Alliances – Is unanimity important?

At Woodbury Hodge we are sometimes asked to get involved in designing and implementing alliancing structures.

An alliance is essentially a form of contractual (ie unincorporated) joint venture for a particular purpose. The ideal is that each participant contributes effort to the best of its ability and that everyone is incentivised to subordinate their own narrow business interests to the good of the project. Unanimous decision making is often required, in our view rightly. This requires a seemingly unlikely combination of passion (for the project) and discipline (for the sublimation of self-interest) and this can be hard to pull off. The spirit is often willing but the flesh is sometimes weak !

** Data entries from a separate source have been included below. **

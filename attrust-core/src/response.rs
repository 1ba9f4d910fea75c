//! Catalog-driven response decoding
//!
//! Given a command and the raw response frame, locates the payload region,
//! applies the catalog's field decoders, and for record-stream responses
//! slices consecutive fixed-width records until the buffer is exhausted.

use std::collections::BTreeMap;
use std::fmt;
use std::net::Ipv4Addr;

use tracing::trace;

use crate::{
    catalog::{self, FieldKind, FieldSpec, ResponseLayout},
    command::Command,
    constants::{CHECKSUM_LEN, PAYLOAD_OFFSET},
    error::{Error, Result},
    field,
};

/// A decoded field value
#[derive(Debug, Clone, PartialEq, Eq)]
pub enum Value {
    Int(i64),
    Text(String),
    Bool(bool),
    Ip(Ipv4Addr),
}

impl fmt::Display for Value {
    fn fmt(&self, f: &mut fmt::Formatter<'_>) -> fmt::Result {
        match self {
            Self::Int(v) => write!(f, "{v}"),
            Self::Text(v) => write!(f, "{v}"),
            Self::Bool(v) => write!(f, "{v}"),
            Self::Ip(v) => write!(f, "{v}"),
        }
    }
}

/// Named decoded fields with lenient accessors
///
/// Missing fields read as the type's default, mirroring the wire-level
/// leniency policy: callers probe for optional fields without error
/// plumbing.
#[derive(Debug, Clone, Default, PartialEq, Eq)]
pub struct FieldMap(BTreeMap<&'static str, Value>);

impl FieldMap {
    fn insert(&mut self, name: &'static str, value: Value) {
        self.0.insert(name, value);
    }

    /// Raw access to a field
    pub fn get(&self, name: &str) -> Option<&Value> {
        self.0.get(name)
    }

    /// Integer field, 0 if absent or of another type
    pub fn int(&self, name: &str) -> i64 {
        match self.0.get(name) {
            Some(Value::Int(v)) => *v,
            _ => 0,
        }
    }

    /// Text field, empty if absent or of another type
    pub fn text(&self, name: &str) -> &str {
        match self.0.get(name) {
            Some(Value::Text(v)) => v.as_str(),
            _ => "",
        }
    }

    /// Boolean field, false if absent or of another type
    pub fn flag(&self, name: &str) -> bool {
        matches!(self.0.get(name), Some(Value::Bool(true)))
    }

    /// IP field, 0.0.0.0 if absent or of another type
    pub fn ip(&self, name: &str) -> Ipv4Addr {
        match self.0.get(name) {
            Some(Value::Ip(v)) => *v,
            _ => Ipv4Addr::UNSPECIFIED,
        }
    }

    /// Iterate fields in name order
    pub fn iter(&self) -> impl Iterator<Item = (&'static str, &Value)> {
        self.0.iter().map(|(k, v)| (*k, v))
    }

    /// Number of decoded fields
    pub fn len(&self) -> usize {
        self.0.len()
    }

    /// Whether no fields were decoded
    pub fn is_empty(&self) -> bool {
        self.0.is_empty()
    }
}

/// A fully decoded response
#[derive(Debug, Clone, PartialEq, Eq)]
pub struct DecodedResponse {
    command: Command,
    fields: FieldMap,
    records: Vec<FieldMap>,
}

impl DecodedResponse {
    fn empty(command: Command) -> Self {
        Self {
            command,
            fields: FieldMap::default(),
            records: Vec::new(),
        }
    }

    /// Command this response answers
    pub fn command(&self) -> Command {
        self.command
    }

    /// Flat fields of the response
    pub fn fields(&self) -> &FieldMap {
        &self.fields
    }

    /// Decoded records, in arrival order
    ///
    /// Arrival order is the device's internal storage order; the codec
    /// preserves it without further interpretation.
    pub fn records(&self) -> &[FieldMap] {
        &self.records
    }

    /// Integer field, 0 if absent
    pub fn int(&self, name: &str) -> i64 {
        self.fields.int(name)
    }

    /// Text field, empty if absent
    pub fn text(&self, name: &str) -> &str {
        self.fields.text(name)
    }

    /// Boolean field, false if absent
    pub fn flag(&self, name: &str) -> bool {
        self.fields.flag(name)
    }

    /// IP field, 0.0.0.0 if absent
    pub fn ip(&self, name: &str) -> Ipv4Addr {
        self.fields.ip(name)
    }
}

fn decode_field(payload: &[u8], spec: &FieldSpec) -> Value {
    match spec.kind {
        FieldKind::U8 => Value::Int(field::u8_at(payload, spec.offset) as i64),
        FieldKind::U16Le => Value::Int(field::u16_le(payload, spec.offset) as i64),
        FieldKind::U32Le => Value::Int(field::u32_le(payload, spec.offset) as i64),
        FieldKind::SignedByte => Value::Int(field::signed_byte(payload, spec.offset) as i64),
        FieldKind::BcdYear => Value::Int(field::bcd_year(payload, spec.offset) as i64),
        FieldKind::Flag => Value::Bool(field::u8_at(payload, spec.offset) != 0),
        FieldKind::Ip => Value::Ip(field::dotted_ip(payload, spec.offset)),
        FieldKind::Ascii { width } => Value::Text(field::fixed_ascii(
            payload,
            spec.offset,
            spec.offset + width,
        )),
    }
}

fn decode_fields(payload: &[u8], specs: &[FieldSpec]) -> FieldMap {
    let mut map = FieldMap::default();
    for spec in specs {
        map.insert(spec.name, decode_field(payload, spec));
    }
    map
}

/// Payload region of a raw frame: everything between the fixed front
/// framing and the trailing checksum. Empty for truncated buffers.
fn payload_region(raw: &[u8]) -> &[u8] {
    let end = raw.len().saturating_sub(CHECKSUM_LEN);
    if end <= PAYLOAD_OFFSET {
        &[]
    } else {
        &raw[PAYLOAD_OFFSET..end]
    }
}

/// Decode a raw response frame for a command
///
/// The raw buffer is the complete frame as received (framing included).
/// Header and checksum validation are the frame codec's concern
/// ([`crate::frame`]); this pipeline only checks the command's declared
/// minimum length, then applies the catalog layout leniently.
///
/// # Errors
///
/// [`Error::IncompleteResponse`] when the buffer is shorter than the
/// command's declared minimum — "treat as no data", not a hard fault.
pub fn decode(command: Command, raw: &[u8]) -> Result<DecodedResponse> {
    let spec = catalog::spec(command);

    if raw.len() < spec.min_response_len {
        return Err(Error::IncompleteResponse {
            command,
            expected: spec.min_response_len,
            actual: raw.len(),
        });
    }

    let payload = payload_region(raw);

    let decoded = match spec.response {
        ResponseLayout::Empty => DecodedResponse::empty(command),
        ResponseLayout::Flat(fields) => DecodedResponse {
            command,
            fields: decode_fields(payload, fields),
            records: Vec::new(),
        },
        ResponseLayout::Records(layout) => {
            let region = payload.get(layout.first_record_offset..).unwrap_or(&[]);
            let count = region.len() / layout.record_width;

            let mut records = Vec::with_capacity(count);
            for i in 0..count {
                let start = i * layout.record_width;
                let slice = &region[start..start + layout.record_width];
                records.push(decode_fields(slice, layout.fields));
            }

            DecodedResponse {
                command,
                fields: FieldMap::default(),
                records,
            }
        }
    };

    trace!(
        command = %command,
        raw_len = raw.len(),
        fields = decoded.fields.len(),
        records = decoded.records.len(),
        "Decoded response"
    );

    Ok(decoded)
}

#[cfg(test)]
mod tests {
    use super::*;
    use crate::frame::Frame;
    use pretty_assertions::assert_eq;
    use proptest::prelude::*;

    fn raw_response(command: Command, payload: &[u8]) -> Vec<u8> {
        Frame::with_payload(5, command, payload.to_vec())
            .encode()
            .to_vec()
    }

    #[test]
    fn test_clock_response() {
        // 2025-03-15 12:34:56
        let raw = raw_response(Command::GetClock, &[0x19, 0x03, 0x0F, 0x0C, 0x22, 0x38]);
        let decoded = decode(Command::GetClock, &raw).unwrap();

        assert_eq!(decoded.int("year"), 2025);
        assert_eq!(decoded.int("month"), 3);
        assert_eq!(decoded.int("day"), 15);
        assert_eq!(decoded.int("hour"), 12);
        assert_eq!(decoded.int("minute"), 34);
        assert_eq!(decoded.int("second"), 56);
    }

    #[test]
    fn test_incomplete_response() {
        // Clock response needs 6 payload bytes; send 3
        let raw = raw_response(Command::GetClock, &[0x19, 0x03, 0x0F]);
        let result = decode(Command::GetClock, &raw);

        assert!(matches!(
            result,
            Err(Error::IncompleteResponse {
                command: Command::GetClock,
                expected: 14,
                actual: 11,
            })
        ));
    }

    #[test]
    fn test_net_config_response() {
        let mut payload = vec![192, 168, 1, 100, 255, 255, 255, 0, 192, 168, 1, 1];
        payload.extend_from_slice(&5010u16.to_le_bytes());
        payload.push(1); // dhcp on

        let raw = raw_response(Command::GetNetConfig, &payload);
        let decoded = decode(Command::GetNetConfig, &raw).unwrap();

        assert_eq!(decoded.ip("ip").to_string(), "192.168.1.100");
        assert_eq!(decoded.ip("netmask").to_string(), "255.255.255.0");
        assert_eq!(decoded.ip("gateway").to_string(), "192.168.1.1");
        assert_eq!(decoded.int("port"), 5010);
        assert!(decoded.flag("dhcp"));
    }

    #[test]
    fn test_serial_number_response() {
        let raw = raw_response(Command::GetSerialNumber, b"AT5-00123456\x00\x00\x00\x00");
        let decoded = decode(Command::GetSerialNumber, &raw).unwrap();

        assert_eq!(decoded.text("serial_number"), "AT5-00123456");
    }

    #[test]
    fn test_serial_number_shorter_than_field_width() {
        // Bare frame: the 16-byte ASCII field is entirely absent and
        // decodes to the empty string, not an error.
        let raw = raw_response(Command::GetSerialNumber, b"");
        let decoded = decode(Command::GetSerialNumber, &raw).unwrap();

        assert_eq!(decoded.text("serial_number"), "");
    }

    #[test]
    fn test_record_stream_two_records() {
        let mut payload = Vec::new();
        // user 20, 2025-03-15 07:36:58, check-out
        payload.extend_from_slice(&[
            0x14, 0x00, 0, 0, 0, 0, 0x19, 0x03, 0x0F, 0x07, 0x24, 0x3A, 0x01, 0, 0, 0,
        ]);
        // user 65, 2025-03-15 08:15:23, check-in
        payload.extend_from_slice(&[
            0x41, 0x00, 0, 0, 0, 0, 0x19, 0x03, 0x0F, 0x08, 0x0F, 0x17, 0x00, 0, 0, 0,
        ]);

        let raw = raw_response(Command::DownloadAllRecords, &payload);
        let decoded = decode(Command::DownloadAllRecords, &raw).unwrap();

        assert_eq!(decoded.records().len(), 2);

        let first = &decoded.records()[0];
        assert_eq!(first.int("user_id"), 20);
        assert_eq!(first.int("year"), 2025);
        assert_eq!(first.int("hour"), 7);
        assert_eq!(first.int("status"), 1);

        let second = &decoded.records()[1];
        assert_eq!(second.int("user_id"), 65);
        assert_eq!(second.int("minute"), 15);
        assert_eq!(second.int("status"), 0);
    }

    #[test]
    fn test_record_stream_empty() {
        let raw = raw_response(Command::DownloadNewRecords, &[]);
        let decoded = decode(Command::DownloadNewRecords, &raw).unwrap();

        assert!(decoded.records().is_empty());
    }

    #[test]
    fn test_record_stream_ignores_trailing_partial_record() {
        // 16 full bytes + 5 stray bytes: one record, remainder dropped
        let mut payload = vec![0u8; 16];
        payload[0] = 9;
        payload.extend_from_slice(&[1, 2, 3, 4, 5]);

        let raw = raw_response(Command::DownloadAllRecords, &payload);
        let decoded = decode(Command::DownloadAllRecords, &raw).unwrap();

        assert_eq!(decoded.records().len(), 1);
        assert_eq!(decoded.records()[0].int("user_id"), 9);
    }

    #[test]
    fn test_bell_schedule_stream() {
        let raw = raw_response(Command::GetBellSchedule, &[7, 30, 1, 12, 0, 0, 17, 45, 1]);
        let decoded = decode(Command::GetBellSchedule, &raw).unwrap();

        assert_eq!(decoded.records().len(), 3);
        assert_eq!(decoded.records()[0].int("hour"), 7);
        assert!(decoded.records()[0].flag("enabled"));
        assert!(!decoded.records()[1].flag("enabled"));
        assert_eq!(decoded.records()[2].int("minute"), 45);
    }

    #[test]
    fn test_staff_roster_stream() {
        let mut rec = vec![0u8; 16];
        rec[0..2].copy_from_slice(&100u16.to_le_bytes());
        rec[2..6].copy_from_slice(&0xAABBCCDDu32.to_le_bytes());
        rec[6] = 2; // admin
        rec[7] = 3; // three fingerprints
        rec[8..12].copy_from_slice(b"LOBO");

        let raw = raw_response(Command::DownloadStaff, &rec);
        let decoded = decode(Command::DownloadStaff, &raw).unwrap();

        let staff = &decoded.records()[0];
        assert_eq!(staff.int("user_id"), 100);
        assert_eq!(staff.int("card_number"), 0xAABBCCDD);
        assert_eq!(staff.int("admin_level"), 2);
        assert_eq!(staff.text("name"), "LOBO");
    }

    #[test]
    fn test_ack_response_defaults_to_zero() {
        // Bare 8-byte frame: the ack byte is absent and reads as 0
        let raw = raw_response(Command::SetClock, &[]);
        let decoded = decode(Command::SetClock, &raw).unwrap();

        assert_eq!(decoded.int("ack"), 0);
    }

    #[test]
    fn test_ack_response_nonzero() {
        let raw = raw_response(Command::SetClock, &[4]);
        let decoded = decode(Command::SetClock, &raw).unwrap();

        assert_eq!(decoded.int("ack"), 4);
    }

    #[test]
    fn test_timezone_signed() {
        let raw = raw_response(Command::GetTimezone, &[0xFE]);
        let decoded = decode(Command::GetTimezone, &raw).unwrap();

        assert_eq!(decoded.int("utc_offset_quarters"), -2);
    }

    #[test]
    fn test_lenient_missing_field() {
        let decoded = decode(
            Command::GetClock,
            &raw_response(Command::GetClock, &[0x19, 0x03, 0x0F, 0x0C, 0x22, 0x38]),
        )
        .unwrap();

        assert_eq!(decoded.int("no_such_field"), 0);
        assert_eq!(decoded.text("no_such_field"), "");
        assert!(!decoded.flag("no_such_field"));
        assert_eq!(decoded.ip("no_such_field"), Ipv4Addr::UNSPECIFIED);
    }

    proptest! {
        #[test]
        fn prop_record_count_matches_floor(extra in 0usize..200) {
            // Stream bound: count == floor((len - framing) / 16) and the
            // decoder never reads past the buffer.
            let payload = vec![0xA7u8; extra];
            let raw = raw_response(Command::DownloadAllRecords, &payload);
            let decoded = decode(Command::DownloadAllRecords, &raw).unwrap();

            prop_assert_eq!(decoded.records().len(), (raw.len() - 8) / 16);
        }

        #[test]
        fn prop_flat_decode_never_fails_above_minimum(
            payload in proptest::collection::vec(any::<u8>(), 8..64),
        ) {
            let raw = raw_response(Command::GetBasicConfig, &payload);
            prop_assert!(decode(Command::GetBasicConfig, &raw).is_ok());
        }
    }
}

Traditionally, alliances have been used for complex one off tasks such as construction projects. Increasingly, they are being looked at and used for public service delivery. For example, in the NHS the Sustainability and Transformation Plan process that each locality has to produce will often advocate a close alignment between the various providers in the area in order to integrate service delivery, eliminate waste and improve patient experience. It’s easy to be cynical about this. We all know that the NHS lacks money and that combining management structures and realising economies of scale may, on a good day, save money. We also know that experience of the 2012/13 structural reforms means that more overt takeovers and mergers aren’t politically acceptable. So alliances (under many and various names) look like an attractive way of achieving the same aim. So what’s not to like ?

There is a sting in the tail however, and it is this. Making an alliance successful requires a radically different mindset from “ordinary” mergers and acquisitions. The balance between preserving the autonomy of the individual participants and achieving common purpose is extraordinarily delicate. It is also very hard to achieve by using “traditional” commercial approaches which, for all the talk about “win:win” revert to “win:lose” under pressure. In our view the key to this is ensuring that the need for unanimous decision making is at the forefront of everyone’s minds from the outset. Sure there has to be a way of resolving deadlock and excluding saboteurs, but that probably has to be on a “lose:lose” basis to concentrate minds on the price of taking an acquisitive approach.